**Data supplied**
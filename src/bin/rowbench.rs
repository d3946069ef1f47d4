use std::path::PathBuf;

use anyhow::{Context, Result};
use clap::{Parser, Subcommand, ValueEnum};

use rowbench::aggregate;
use rowbench::harness::BenchConfig;
use rowbench::plot::{self, SeriesSelector};
use rowbench::report::ReportStore;
use rowbench::schema::FieldKind;
use rowbench::suite;

#[derive(Clone, Copy, Debug, ValueEnum)]
enum KindArg {
    Int,
    Utf8,
    Nullable,
}

impl From<KindArg> for FieldKind {
    fn from(v: KindArg) -> Self {
        match v {
            KindArg::Int => FieldKind::Int,
            KindArg::Utf8 => FieldKind::Utf8,
            KindArg::Nullable => FieldKind::NullableInt,
        }
    }
}

#[derive(Subcommand, Debug)]
enum Command {
    /// Run the decode suite and persist one report per (kind, size).
    Bench {
        /// Series name identifying this implementation in the report tree.
        #[arg(long, default_value = "rowbin")]
        series: String,

        /// Column kind(s) to benchmark; defaults to all of them.
        #[arg(long = "kind", value_enum, num_args = 1.., action = clap::ArgAction::Append)]
        kinds: Vec<KindArg>,

        /// Report tree root to write under.
        #[arg(long, value_name = "DIR", default_value = "target/criterion")]
        root: PathBuf,

        #[arg(long, default_value_t = 100)]
        trials: u32,

        #[arg(long, default_value_t = 42)]
        seed: u64,

        /// Smallest size exponent (row count = 2^exp).
        #[arg(long, default_value_t = 10)]
        min_exp: u32,

        /// Largest size exponent, inclusive.
        #[arg(long, default_value_t = 20)]
        max_exp: u32,

        #[arg(long, default_value_t = 2)]
        step: u32,
    },

    /// Aggregate report trees and render a comparison chart.
    Report {
        /// Report tree root(s) to merge. Can be provided multiple times.
        #[arg(long = "root", value_name = "DIR", num_args = 1.., action = clap::ArgAction::Append)]
        roots: Vec<PathBuf>,

        /// Series to chart, as VARIANT or VARIANT=LABEL. Selector order is
        /// chart legend and dump order.
        #[arg(long = "select", value_name = "VARIANT[=LABEL]", num_args = 1.., action = clap::ArgAction::Append)]
        selects: Vec<String>,

        #[arg(long, default_value = "decode throughput")]
        title: String,

        /// Chart destination (SVG).
        #[arg(long, value_name = "FILE")]
        out: PathBuf,

        /// Also print a per-selector `size, time (ms)` table to stdout.
        #[arg(long, default_value_t = false)]
        dump: bool,

        /// Qualify each variant with its series name before selecting, to
        /// disambiguate identical variants across merged trees.
        #[arg(long, default_value_t = false)]
        qualify: bool,
    },
}

#[derive(Parser, Debug)]
#[command(name = "rowbench")]
#[command(about = "Row-format decode benchmarks with criterion-compatible reports")]
struct Args {
    #[command(subcommand)]
    cmd: Command,
}

fn parse_selector(raw: &str) -> SeriesSelector {
    match raw.split_once('=') {
        Some((variant, label)) => SeriesSelector::new(variant, label),
        None => SeriesSelector::new(raw, raw),
    }
}

fn main() -> Result<()> {
    env_logger::init();
    let args = Args::parse();

    match args.cmd {
        Command::Bench {
            series,
            kinds,
            root,
            trials,
            seed,
            min_exp,
            max_exp,
            step,
        } => {
            let cfg = BenchConfig {
                trials,
                seed,
                min_exp,
                max_exp,
                step,
            };
            let kinds: Vec<FieldKind> = if kinds.is_empty() {
                vec![FieldKind::Utf8, FieldKind::Int, FieldKind::NullableInt]
            } else {
                kinds.into_iter().map(FieldKind::from).collect()
            };

            let store = ReportStore::new(&root);
            let outcomes = suite::run(&cfg, &series, &kinds, &store)
                .with_context(|| format!("running suite {series:?}"))?;

            for outcome in &outcomes {
                println!("2^{},{:.3} ns", outcome.key.size_exp, outcome.mean_ns);
            }
        }

        Command::Report {
            roots,
            selects,
            title,
            out,
            dump,
            qualify,
        } => {
            let mut agg = aggregate::collect_all(roots.iter().map(PathBuf::as_path));
            if qualify {
                aggregate::qualify(&mut agg.records);
            }
            agg.records.sort_by_key(|r| r.size_exp);

            let selectors: Vec<SeriesSelector> =
                selects.iter().map(|s| parse_selector(s)).collect();
            plot::render(&agg.records, &selectors, &title, &out, dump)?;
            eprintln!("wrote {}", out.display());
        }
    }

    Ok(())
}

**What to do**
Please report every line of the listing that contains the string "KindArg".

**Completed exercise**
enum KindArg {
impl From<KindArg> for FieldKind {
    fn from(v: KindArg) -> Self {
            KindArg::Int => FieldKind::Int,
            KindArg::Utf8 => FieldKind::Utf8,
            KindArg::Nullable => FieldKind::NullableInt,
        kinds: Vec<KindArg>,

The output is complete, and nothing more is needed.